§ Directions
Read the entries below and pull out each line with the string "expect".

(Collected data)
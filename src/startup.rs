//! src/startup.rs
use crate::configuration::{Settings, StorageBackend};
use crate::pipeline::StageService;
use crate::run_id::{RandomRunIds, RunIdGenerator, SeededRunIds};
use crate::service::{WordCount, WordCountServer};
use crate::storage::{InMemoryStorage, ObjectStore, S3Storage};
use anyhow::Context;
use futures::{StreamExt, future};
use std::net::SocketAddr;
use std::sync::Arc;
use tarpc::server::{self, Channel};
use tarpc::tokio_serde::formats::Json;
use tokio::sync::broadcast;
use tokio::task::JoinHandle;

const MAX_CONCURRENT_CONNECTIONS: usize = 64;

pub fn build_store(configuration: &Settings) -> Arc<dyn ObjectStore> {
    match configuration.storage.backend {
        StorageBackend::S3 => Arc::new(S3Storage::new(&configuration.storage)),
        StorageBackend::Memory => Arc::new(InMemoryStorage::new()),
    }
}

pub fn build_run_ids(configuration: &Settings) -> Arc<dyn RunIdGenerator> {
    match configuration.pipeline.run_id_seed {
        Some(seed) => Arc::new(SeededRunIds::new(seed)),
        None => Arc::new(RandomRunIds),
    }
}

/// A running word count service.
#[derive(Debug)]
pub struct Application {
    address: SocketAddr,
    handle: JoinHandle<anyhow::Result<()>>,
    shutdown_tx: broadcast::Sender<()>,
}

impl Application {
    #[tracing::instrument(name = "Build Application", skip_all)]
    pub async fn build(configuration: Settings) -> Result<Self, anyhow::Error> {
        let stages = StageService::new(
            build_store(&configuration),
            build_run_ids(&configuration),
            configuration.pipeline.max_chunk_count,
        );
        let address = configuration.rpc.address()?;
        Self::serve(address, stages).await
    }

    /// Binds `address` (port 0 picks a free one) and serves `stages` on it.
    #[tracing::instrument(name = "Start word count service", skip(stages))]
    pub async fn serve(address: SocketAddr, stages: StageService) -> Result<Self, anyhow::Error> {
        let mut listener = tarpc::serde_transport::tcp::listen(&address, Json::default)
            .await
            .context(format!("Failed to bind {address}"))?;
        listener.config_mut().max_frame_length(usize::MAX);
        let address = listener.local_addr();

        let (shutdown_tx, _) = broadcast::channel::<()>(1);
        let mut shutdown_rx = shutdown_tx.subscribe();
        let server = WordCountServer::new(stages);

        let handle = tokio::spawn(async move {
            let serving = listener
                .filter_map(|r| future::ready(r.ok()))
                .map(server::BaseChannel::with_defaults)
                .map(|channel| {
                    channel
                        .execute(server.clone().serve())
                        .for_each(|response| async move {
                            tokio::spawn(response);
                        })
                })
                .buffer_unordered(MAX_CONCURRENT_CONNECTIONS)
                .for_each(|_| async {});

            tokio::select! {
                _ = serving => {
                    tracing::warn!("Listener closed");
                    Ok(())
                }
                _ = shutdown_rx.recv() => {
                    tracing::info!("Word count service shutting down");
                    Ok(())
                }
            }
        });

        tracing::info!(%address, "Word count service listening");
        Ok(Self {
            address,
            handle,
            shutdown_tx,
        })
    }

    pub fn address(&self) -> SocketAddr {
        self.address
    }

    pub fn port(&self) -> u16 {
        self.address.port()
    }

    pub async fn run_until_stopped(self) -> anyhow::Result<()> {
        self.handle.await?
    }

    #[tracing::instrument("Shutdown Application", skip_all)]
    pub async fn shutdown(self) -> anyhow::Result<()> {
        self.shutdown_tx.send(()).ok();
        self.handle.await??;
        tracing::info!("Word count service shut down gracefully");
        Ok(())
    }
}
//! src/storage/s3.rs
use crate::configuration::StorageSettings;
use crate::storage::{ObjectStore, StoreError};
use anyhow::Context;
use aws_config::BehaviorVersion;
use aws_sdk_s3::Client;
use aws_sdk_s3::Config;
use aws_sdk_s3::config::Credentials;
use aws_sdk_s3::config::Region;
use aws_sdk_s3::primitives::ByteStream;
use secrecy::ExposeSecret;

#[derive(Debug, Clone)]
pub struct S3Storage {
    client: Client,
}

impl S3Storage {
    #[tracing::instrument(name = "Create S3Storage handle", skip_all)]
    pub fn new(settings: &StorageSettings) -> Self {
        let creds = Credentials::new(
            settings.aws_access_key_id.clone(),
            settings.aws_secret_key.expose_secret(),
            None,
            None,
            "mini-mapreduce",
        );

        let config = Config::builder()
            .behavior_version(BehaviorVersion::latest())
            .credentials_provider(creds)
            .region(Region::new(settings.aws_region.clone()))
            .endpoint_url(settings.aws_endpoint_url.clone())
            .force_path_style(true)
            .build();

        Self {
            client: Client::from_conf(config),
        }
    }

    /// Creates `bucket` unless this account already owns it.
    #[tracing::instrument(name = "Ensure bucket", skip(self))]
    pub async fn ensure_bucket(&self, bucket: &str) -> Result<(), anyhow::Error> {
        match self.client.create_bucket().bucket(bucket).send().await {
            Ok(_) => {
                tracing::debug!("Created bucket: {}", bucket);
                Ok(())
            }
            Err(err) => {
                if let Some(e) = err.as_service_error() {
                    if e.is_bucket_already_owned_by_you() {
                        return Ok(());
                    }
                    if e.is_bucket_already_exists() {
                        return Err(anyhow::anyhow!("Bucket {} is owned by another account", bucket));
                    }
                }
                Err(anyhow::anyhow!("Failed to create bucket: {}", err))
            }
        }
    }

    #[tracing::instrument(name = "List", skip(self))]
    pub async fn list(&self, bucket: &str) -> Result<Vec<String>, anyhow::Error> {
        let response = self
            .client
            .list_objects_v2()
            .bucket(bucket)
            .send()
            .await
            .context("Failed to list bucket objects")?;

        let keys = response
            .contents()
            .iter()
            .filter_map(|obj| obj.key().map(String::from))
            .collect();
        Ok(keys)
    }
}

#[async_trait::async_trait]
impl ObjectStore for S3Storage {
    #[tracing::instrument(name = "Get object", skip(self))]
    async fn get(&self, bucket: &str, key: &str) -> Result<Vec<u8>, StoreError> {
        let object = match self.client.get_object().bucket(bucket).key(key).send().await {
            Ok(object) => object,
            Err(err) => {
                if err
                    .as_service_error()
                    .is_some_and(|e| e.is_no_such_key())
                {
                    return Err(StoreError::NotFound {
                        bucket: bucket.to_string(),
                        key: key.to_string(),
                    });
                }
                return Err(anyhow::Error::new(err)
                    .context("Failed to get object output stream")
                    .into());
            }
        };

        let data = object
            .body
            .collect()
            .await
            .context("Failed to read from S3 download stream")?
            .into_bytes();
        Ok(data.to_vec())
    }

    #[tracing::instrument(name = "Put object", skip(self, data), fields(size = data.len()))]
    async fn put(&self, bucket: &str, key: &str, data: &[u8]) -> Result<(), StoreError> {
        self.client
            .put_object()
            .bucket(bucket)
            .key(key)
            .body(ByteStream::from(data.to_vec()))
            .send()
            .await
            .context("Failed to put object")?;
        Ok(())
    }
}
//! src/configuration.rs
use secrecy::SecretBox;
use serde_aux::field_attributes::deserialize_number_from_string;
use std::net::{IpAddr, SocketAddr};
use std::str::FromStr;
use std::time::Duration;

#[derive(serde::Deserialize, Clone)]
pub struct Settings {
    pub storage: StorageSettings,
    pub rpc: RpcSettings,
    pub pipeline: PipelineSettings,
    pub telemetry: TelemetrySettings,
}

#[derive(serde::Deserialize, Clone, Copy, Debug, PartialEq, Eq)]
#[serde(rename_all = "lowercase")]
pub enum StorageBackend {
    S3,
    Memory,
}

#[derive(serde::Deserialize, Clone)]
pub struct StorageSettings {
    pub backend: StorageBackend,
    pub aws_region: String,
    pub aws_access_key_id: String,
    pub aws_secret_key: SecretBox<str>,
    pub aws_endpoint_url: String,
}

#[derive(serde::Deserialize, Clone)]
pub struct RpcSettings {
    #[serde(deserialize_with = "deserialize_number_from_string")]
    pub port: u16,
    pub host: String,
}

impl RpcSettings {
    pub fn address(&self) -> Result<SocketAddr, anyhow::Error> {
        let host = IpAddr::from_str(&self.host)
            .map_err(|e| anyhow::anyhow!("Invalid rpc host {}: {e}", self.host))?;
        Ok(SocketAddr::new(host, self.port))
    }
}

#[derive(serde::Deserialize, Clone)]
pub struct PipelineSettings {
    pub max_chunk_count: usize,
    #[serde(default)]
    pub run_id_seed: Option<u64>,
    #[serde(deserialize_with = "deserialize_number_from_string")]
    pub request_timeout_secs: u64,
}

impl PipelineSettings {
    pub fn request_timeout(&self) -> Duration {
        Duration::from_secs(self.request_timeout_secs)
    }
}

#[derive(serde::Deserialize, Clone)]
pub struct TelemetrySettings {
    pub otlp: bool,
}

pub fn get_configuration() -> Result<Settings, config::ConfigError> {
    let base_path = std::env::current_dir().map_err(|e| {
        config::ConfigError::Message(format!("Failed to determine the current directory: {e}"))
    })?;
    let config_dir = base_path.join("configuration");

    let settings = config::Config::builder()
        .add_source(config::File::from(config_dir.join("base.yaml")))
        .add_source(
            config::Environment::with_prefix("MINI_MAPREDUCE")
                .prefix_separator("_")
                .separator("__"),
        )
        .build()?;
    settings.try_deserialize::<Settings>()
}

#[cfg(test)]
mod tests {
    use super::{StorageBackend, get_configuration};
    use secrecy::ExposeSecret;

    #[test]
    fn should_get_base_dot_yaml() {
        let settings = get_configuration().expect("Failed to get configuration");

        assert_eq!(settings.storage.aws_secret_key.expose_secret(), "test");
        assert_eq!(settings.storage.backend, StorageBackend::S3);
        assert_eq!(settings.pipeline.max_chunk_count, 1024);
        assert!(settings.pipeline.run_id_seed.is_none());
    }

    #[test]
    fn rpc_address_accepts_ipv4_and_ipv6_hosts() {
        let mut settings = get_configuration().expect("Failed to get configuration");
        settings.rpc.host = "127.0.0.1".into();
        settings.rpc.port = 9001;
        assert_eq!(settings.rpc.address().unwrap().to_string(), "127.0.0.1:9001");

        settings.rpc.host = "::1".into();
        assert_eq!(settings.rpc.address().unwrap().to_string(), "[::1]:9001");

        settings.rpc.host = "localhost".into();
        assert!(settings.rpc.address().is_err());
    }
}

§ Reply to the exercise
        let settings = get_configuration().expect("Failed to get configuration");
        let mut settings = get_configuration().expect("Failed to get configuration");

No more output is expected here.